==== DATA PROVIDED

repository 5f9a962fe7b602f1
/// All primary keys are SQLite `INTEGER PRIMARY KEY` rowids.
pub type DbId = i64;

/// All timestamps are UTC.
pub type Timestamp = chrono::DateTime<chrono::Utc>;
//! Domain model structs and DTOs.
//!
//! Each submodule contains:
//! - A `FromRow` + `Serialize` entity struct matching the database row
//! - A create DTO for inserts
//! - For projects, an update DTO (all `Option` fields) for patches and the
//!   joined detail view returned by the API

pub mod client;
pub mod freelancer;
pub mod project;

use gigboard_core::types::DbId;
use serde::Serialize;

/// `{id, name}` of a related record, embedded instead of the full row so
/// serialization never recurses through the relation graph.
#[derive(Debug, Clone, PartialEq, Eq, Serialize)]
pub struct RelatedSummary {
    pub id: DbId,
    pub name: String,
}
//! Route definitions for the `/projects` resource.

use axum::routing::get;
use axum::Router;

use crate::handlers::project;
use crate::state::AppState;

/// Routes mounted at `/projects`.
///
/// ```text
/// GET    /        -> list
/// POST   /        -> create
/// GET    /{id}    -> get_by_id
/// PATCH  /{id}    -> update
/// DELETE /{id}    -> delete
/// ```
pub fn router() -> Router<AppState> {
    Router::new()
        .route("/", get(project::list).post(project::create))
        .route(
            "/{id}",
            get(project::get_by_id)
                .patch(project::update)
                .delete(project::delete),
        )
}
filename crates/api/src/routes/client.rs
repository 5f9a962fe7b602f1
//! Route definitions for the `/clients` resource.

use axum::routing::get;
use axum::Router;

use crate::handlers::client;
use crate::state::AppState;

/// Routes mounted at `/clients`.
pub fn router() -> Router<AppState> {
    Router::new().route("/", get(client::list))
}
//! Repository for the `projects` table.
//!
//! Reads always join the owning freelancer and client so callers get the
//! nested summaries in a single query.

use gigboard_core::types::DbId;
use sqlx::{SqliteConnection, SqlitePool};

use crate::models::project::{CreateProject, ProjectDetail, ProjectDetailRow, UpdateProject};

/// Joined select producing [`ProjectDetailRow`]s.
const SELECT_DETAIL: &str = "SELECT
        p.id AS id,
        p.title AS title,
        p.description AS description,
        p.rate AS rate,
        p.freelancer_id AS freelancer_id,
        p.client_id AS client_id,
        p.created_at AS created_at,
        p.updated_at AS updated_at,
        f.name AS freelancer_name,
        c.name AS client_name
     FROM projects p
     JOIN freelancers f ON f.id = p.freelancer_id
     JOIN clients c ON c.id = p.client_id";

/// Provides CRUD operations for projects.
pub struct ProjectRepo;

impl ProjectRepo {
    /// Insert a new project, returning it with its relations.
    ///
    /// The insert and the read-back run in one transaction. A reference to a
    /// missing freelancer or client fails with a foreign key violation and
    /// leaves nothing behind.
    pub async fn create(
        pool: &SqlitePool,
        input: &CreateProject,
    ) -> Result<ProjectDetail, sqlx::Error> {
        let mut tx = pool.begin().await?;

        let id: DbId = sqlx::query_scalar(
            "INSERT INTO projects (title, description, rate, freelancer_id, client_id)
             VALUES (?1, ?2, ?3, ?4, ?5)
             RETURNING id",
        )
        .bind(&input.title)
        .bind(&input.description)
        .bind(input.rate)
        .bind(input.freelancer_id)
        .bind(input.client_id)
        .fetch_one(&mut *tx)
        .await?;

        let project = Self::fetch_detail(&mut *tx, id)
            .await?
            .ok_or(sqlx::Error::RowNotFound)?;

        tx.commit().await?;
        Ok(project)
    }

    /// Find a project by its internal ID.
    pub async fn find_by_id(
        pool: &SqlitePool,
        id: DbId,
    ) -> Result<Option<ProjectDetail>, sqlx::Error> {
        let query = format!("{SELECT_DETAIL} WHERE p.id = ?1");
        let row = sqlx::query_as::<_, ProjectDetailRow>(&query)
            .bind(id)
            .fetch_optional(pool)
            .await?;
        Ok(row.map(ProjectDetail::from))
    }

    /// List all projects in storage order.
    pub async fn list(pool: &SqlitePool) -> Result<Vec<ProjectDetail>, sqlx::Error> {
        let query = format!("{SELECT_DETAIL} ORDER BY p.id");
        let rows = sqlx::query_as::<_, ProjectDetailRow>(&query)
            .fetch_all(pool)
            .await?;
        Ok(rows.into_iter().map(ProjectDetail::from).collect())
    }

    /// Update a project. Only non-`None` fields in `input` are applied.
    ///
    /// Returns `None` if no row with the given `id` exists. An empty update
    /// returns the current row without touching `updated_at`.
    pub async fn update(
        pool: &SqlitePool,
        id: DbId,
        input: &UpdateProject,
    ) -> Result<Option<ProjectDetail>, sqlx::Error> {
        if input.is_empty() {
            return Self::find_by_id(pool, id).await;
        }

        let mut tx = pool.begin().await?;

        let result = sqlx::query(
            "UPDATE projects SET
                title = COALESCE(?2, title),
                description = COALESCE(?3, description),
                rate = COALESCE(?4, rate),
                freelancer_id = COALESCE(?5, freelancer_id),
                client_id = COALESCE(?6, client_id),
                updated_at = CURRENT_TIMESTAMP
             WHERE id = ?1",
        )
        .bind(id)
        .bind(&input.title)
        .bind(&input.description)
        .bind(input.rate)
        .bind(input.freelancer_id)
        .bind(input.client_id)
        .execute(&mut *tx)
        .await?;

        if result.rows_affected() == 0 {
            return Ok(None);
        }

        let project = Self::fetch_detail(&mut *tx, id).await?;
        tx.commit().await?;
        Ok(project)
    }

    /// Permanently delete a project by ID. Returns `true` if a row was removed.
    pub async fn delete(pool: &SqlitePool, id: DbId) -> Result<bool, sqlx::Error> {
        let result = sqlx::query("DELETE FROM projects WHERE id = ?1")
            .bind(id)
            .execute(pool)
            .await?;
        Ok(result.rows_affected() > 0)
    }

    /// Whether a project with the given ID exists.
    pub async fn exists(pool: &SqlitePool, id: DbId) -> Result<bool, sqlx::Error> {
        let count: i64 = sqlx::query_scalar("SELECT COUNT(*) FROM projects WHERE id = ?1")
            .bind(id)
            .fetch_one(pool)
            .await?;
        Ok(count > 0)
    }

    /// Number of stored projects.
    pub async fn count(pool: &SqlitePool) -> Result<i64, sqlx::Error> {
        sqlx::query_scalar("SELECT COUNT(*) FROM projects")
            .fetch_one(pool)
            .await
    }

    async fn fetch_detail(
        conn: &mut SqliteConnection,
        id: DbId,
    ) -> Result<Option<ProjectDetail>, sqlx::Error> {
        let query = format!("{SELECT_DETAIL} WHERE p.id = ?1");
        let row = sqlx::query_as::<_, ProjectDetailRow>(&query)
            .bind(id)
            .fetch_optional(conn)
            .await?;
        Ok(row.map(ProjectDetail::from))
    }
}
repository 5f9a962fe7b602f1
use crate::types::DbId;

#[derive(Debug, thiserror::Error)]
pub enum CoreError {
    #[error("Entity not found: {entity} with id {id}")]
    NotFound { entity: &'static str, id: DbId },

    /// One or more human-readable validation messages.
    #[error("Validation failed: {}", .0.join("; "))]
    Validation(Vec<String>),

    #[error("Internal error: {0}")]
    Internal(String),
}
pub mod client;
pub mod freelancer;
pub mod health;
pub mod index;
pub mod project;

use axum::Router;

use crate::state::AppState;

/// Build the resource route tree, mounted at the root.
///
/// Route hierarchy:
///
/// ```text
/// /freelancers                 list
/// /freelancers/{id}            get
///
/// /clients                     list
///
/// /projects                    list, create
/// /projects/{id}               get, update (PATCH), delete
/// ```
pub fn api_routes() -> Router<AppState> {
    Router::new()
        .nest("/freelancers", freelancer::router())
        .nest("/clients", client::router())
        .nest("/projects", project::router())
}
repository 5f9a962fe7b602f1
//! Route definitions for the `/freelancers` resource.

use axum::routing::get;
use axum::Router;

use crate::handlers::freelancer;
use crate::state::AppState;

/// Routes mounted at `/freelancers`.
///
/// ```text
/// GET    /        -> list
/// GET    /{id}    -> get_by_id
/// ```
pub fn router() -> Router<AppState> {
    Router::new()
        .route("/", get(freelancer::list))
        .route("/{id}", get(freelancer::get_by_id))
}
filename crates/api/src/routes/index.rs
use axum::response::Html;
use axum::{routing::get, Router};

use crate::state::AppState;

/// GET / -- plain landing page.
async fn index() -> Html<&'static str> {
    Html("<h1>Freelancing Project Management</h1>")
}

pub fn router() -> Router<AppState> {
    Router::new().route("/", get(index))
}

========

--- WHAT YOU ARE ASKED TO DO ---
Reproduce each line of the records in which the string "handlers" appears.

--- SOLUTION TO THIS TASK ---
use crate::handlers::project;
use crate::handlers::client;
use crate::handlers::freelancer;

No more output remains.